I also gave away most of my seeds last winter and only saved a few for next year in case I have a total crop failure and can't collect from this years harvest.
 
I've got a Chile de Arbol that had some horrible growth characteristics after being overwintered (knotty, warted leaves and some crumpled up growth). Now that part is still showing those signs, but the rest of the plant is looking fantastic. I'm not sure what the story there is, but I hope your plant has an equally happy story.

Good luck!


That's what I'm hoping. I will probably give it a trim next week and see what it does with any new growth. I was just out looking and the lower stems are a nice green color.
I have a Trini perfume that had some funky yellow growth for the first few leaves and then it snapped out of it and looks perfect.
 
give it some weak epsom salt and calcium should green up in couple of days. spray all the leaves with a fine spray. works for me.
 
i think you got some fungal issue
and should use a fungicide of some sort
maybe a neem spray every week?
 
looking at it again it might be also a micronute
issue along with the fungal (maybe potassium?) :crazy:
you been using some kelp maybe try
changing the recipe a little for micro boostings
 
It's not a fungal thing, I've already hit it with Neem once to keep the spring aphids away from it, and in person it is easy to see it's not bugs, fungus, or bacterial. It grew like this right from the get go after coming out of dormancy. All the leaf damage you see is because the leaves are so tender the wind shreds them, then they dry up around the tears and die.
It is definitely a deficiency of some sort though, I just can't figure out which one as I've never had to deal with it before.
I'm going to give it a foliar Calcium spray down this weekend and see if that helps it any.

It very well could just be a dying plant that just doesn't want to grow right, but after it's performance last year I refuse to give up on it until it's nothing but a stick.
 
Well, it looks like it's coming out of it's funk.

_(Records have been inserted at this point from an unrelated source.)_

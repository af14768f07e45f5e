use crate::models::profile::StarHistoryPoint;
use crate::models::repository::RepositorySummary;
use crate::services::github::{
    parse_timestamp, ApiRequest, GitHubStargazer, GitHubTransport, PlatformConfig, ACCEPT_STAR,
};
use chrono::{DateTime, Datelike, Utc};
use std::collections::BTreeMap;
use std::sync::Arc;

const MAX_SCANNED_REPOS: usize = 15;
pub const MAX_POINTS: usize = 24;

/// Calendar month as (year, month)
pub type MonthKey = (i32, u32);

fn month_key(at: &DateTime<Utc>) -> MonthKey {
    (at.year(), at.month())
}

fn next_month((year, month): MonthKey) -> MonthKey {
    if month == 12 {
        (year + 1, 1)
    } else {
        (year, month + 1)
    }
}

fn format_month((year, month): MonthKey) -> String {
    format!("{:04}-{:02}", year, month)
}

/// Running star total at the end of every month in which a star landed.
/// Events need not be sorted.
pub fn cumulative_by_month(events: &[DateTime<Utc>]) -> BTreeMap<MonthKey, u64> {
    let mut sorted = events.to_vec();
    sorted.sort();

    let mut monthly = BTreeMap::new();
    for (i, event) in sorted.iter().enumerate() {
        monthly.insert(month_key(event), i as u64 + 1);
    }
    monthly
}

/// One point per month from the first observed month through `now`'s month
/// (or the last observed month, if that is later), carrying the last total
/// forward across quiet months
pub fn densify(monthly: &BTreeMap<MonthKey, u64>, now: DateTime<Utc>) -> Vec<StarHistoryPoint> {
    let (Some(&first), Some(&last_observed)) = (monthly.keys().next(), monthly.keys().next_back())
    else {
        return Vec::new();
    };
    let last = month_key(&now).max(last_observed);

    let mut points = Vec::new();
    let mut running = 0;
    let mut current = first;
    while current <= last {
        if let Some(&total) = monthly.get(&current) {
            running = total;
        }
        points.push(StarHistoryPoint {
            month: format_month(current),
            stars: running,
        });
        current = next_month(current);
    }
    points
}

/// Fixed-stride sample down to `max_points`; the final sample is always the
/// true last point
pub fn downsample(points: Vec<StarHistoryPoint>, max_points: usize) -> Vec<StarHistoryPoint> {
    if points.len() <= max_points || max_points == 0 {
        return points;
    }

    let step = points.len() as f64 / max_points as f64;
    let mut sampled: Vec<StarHistoryPoint> = (0..max_points)
        .map(|i| points[(i as f64 * step) as usize].clone())
        .collect();

    if let (Some(slot), Some(last)) = (sampled.last_mut(), points.last()) {
        *slot = last.clone();
    }
    sampled
}

pub struct StarHistoryService {
    transport: Arc<dyn GitHubTransport>,
    platform: PlatformConfig,
}

impl StarHistoryService {
    pub fn new(transport: Arc<dyn GitHubTransport>, platform: PlatformConfig) -> Self {
        Self {
            transport,
            platform,
        }
    }

    /// Cumulative stars per month across the account's starred repositories.
    /// Empty when nothing was starred or no timestamps could be recovered.
    pub async fn build_history(
        &self,
        handle: &str,
        repos: &[RepositorySummary],
        now: DateTime<Utc>,
    ) -> Vec<StarHistoryPoint> {
        let events = self.collect_star_events(handle, repos).await;
        if events.is_empty() {
            log::info!("No star events found for {}", handle);
            return Vec::new();
        }

        let history = downsample(densify(&cumulative_by_month(&events), now), MAX_POINTS);
        log::info!(
            "⭐ Star history for {}: {} points from {} events",
            handle,
            history.len(),
            events.len()
        );
        history
    }

    async fn collect_star_events(
        &self,
        handle: &str,
        repos: &[RepositorySummary],
    ) -> Vec<DateTime<Utc>> {
        let mut raw_events: Vec<String> = Vec::new();

        for repo in repos
            .iter()
            .filter(|r| r.stargazers_count > 0)
            .take(MAX_SCANNED_REPOS)
        {
            let request = ApiRequest::api(self.platform.stargazers_url(handle, &repo.name))
                .with_accept(ACCEPT_STAR);

            match self.transport.get(request).await.json::<Vec<GitHubStargazer>>() {
                Ok(stargazers) => {
                    raw_events.extend(stargazers.into_iter().filter_map(|s| s.starred_at));
                }
                Err(e) => {
                    // Approximate: every star lands on the creation date
                    log::warn!(
                        "Star timestamps unavailable for {} ({}), using creation date",
                        repo.name,
                        e
                    );
                    if let Some(created_at) = &repo.created_at {
                        raw_events.extend(
                            std::iter::repeat(created_at.clone())
                                .take(repo.stargazers_count as usize),
                        );
                    }
                }
            }
        }

        raw_events
            .iter()
            .filter_map(|raw| match parse_timestamp(raw) {
                Ok(at) => Some(at),
                Err(e) => {
                    log::debug!("Skipping star event: {}", e);
                    None
                }
            })
            .collect()
    }
}
use crate::models::profile::{tech_stack_for, AggregatedProfile, DEFAULT_AVATAR_URL};
use crate::models::repository::{rank_by_popularity, RepositorySummary};
use crate::services::activity_aggregation::ActivityAggregationService;
use crate::services::github::{ApiRequest, GitHubTransport, GitHubUser, PlatformConfig};
use crate::services::language_distribution::LanguageDistributionService;
use crate::services::readme::ReadmeService;
use crate::services::star_history::StarHistoryService;
use crate::utils::config::SiteConfig;
use anyhow::{Context, Result};
use chrono::{DateTime, Utc};
use std::path::PathBuf;
use std::sync::Arc;

pub const RECENT_REPO_COUNT: usize = 5;

/// Runs one full fetch cycle: user, repositories, then every derived widget.
/// Only the user and repository calls can fail the cycle; the sub-services
/// degrade to their own fallbacks.
pub struct ProfileFetcher {
    transport: Arc<dyn GitHubTransport>,
    platform: PlatformConfig,
    config: Arc<SiteConfig>,
    activity: ActivityAggregationService,
    languages: LanguageDistributionService,
    stars: StarHistoryService,
    readme: ReadmeService,
}

impl ProfileFetcher {
    pub fn new(
        transport: Arc<dyn GitHubTransport>,
        platform: PlatformConfig,
        config: Arc<SiteConfig>,
        local_readme_path: PathBuf,
    ) -> Self {
        Self {
            activity: ActivityAggregationService::new(transport.clone(), platform.clone()),
            languages: LanguageDistributionService::new(transport.clone(), platform.clone()),
            stars: StarHistoryService::new(transport.clone(), platform.clone()),
            readme: ReadmeService::new(transport.clone(), platform.clone(), local_readme_path),
            transport,
            platform,
            config,
        }
    }

    pub async fn fetch(&self, handle: &str, now: DateTime<Utc>) -> Result<AggregatedProfile> {
        log::info!("🔄 Fetching GitHub profile for {}", handle);

        let user: GitHubUser = self
            .transport
            .get(ApiRequest::api(self.platform.user_url(handle)))
            .await
            .json()
            .with_context(|| format!("Failed to fetch user {}", handle))?;

        // Most recently pushed first
        let repos: Vec<RepositorySummary> = self
            .transport
            .get(ApiRequest::api(self.platform.repos_url(handle)))
            .await
            .json()
            .with_context(|| format!("Failed to fetch repositories for {}", handle))?;

        let total_repos = repos.len();
        let total_stars: u64 = repos.iter().map(|r| r.stargazers_count).sum();
        let ranked = rank_by_popularity(&repos);

        let readme_content = self.readme.resolve(handle).await;
        let activity_data = self.activity.build_histogram(handle, &repos, now).await;
        let language_distribution = self.languages.build_distribution(handle, &ranked).await;
        let star_history = self.stars.build_history(handle, &repos, now).await;

        log::info!(
            "✅ Fetched {}: {} repos, {} stars",
            handle,
            total_repos,
            total_stars
        );

        let bio = if self.config.bio.is_empty() {
            user.bio.unwrap_or_default()
        } else {
            self.config.bio.clone()
        };

        Ok(AggregatedProfile {
            avatar_url: user
                .avatar_url
                .unwrap_or_else(|| DEFAULT_AVATAR_URL.to_string()),
            name: user
                .name
                .filter(|name| !name.is_empty())
                .unwrap_or(user.login),
            bio,
            total_repos,
            total_stars,
            readme_content,
            recent_repos: ranked.into_iter().take(RECENT_REPO_COUNT).collect(),
            activity_data,
            tech_stack: tech_stack_for(&self.config),
            language_distribution,
            star_history,
        })
    }
}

The new growth is a good green color, and the branches are starting to firm up a bit.
The leaves are also not so delicate anymore.
 
Good news! Was it the Ca?

I don't think so . I didn't hit it with any Ca, and just added some more gypsum to the surrounding soil this morning so I know it isn't what has worked on it. It was probably just having a hard time coming out of dormancy combined with needing some more food. We'll see in another couple of weeks how it does. If the branches stay weekly attached though it'c coming out of the ground to make room for another.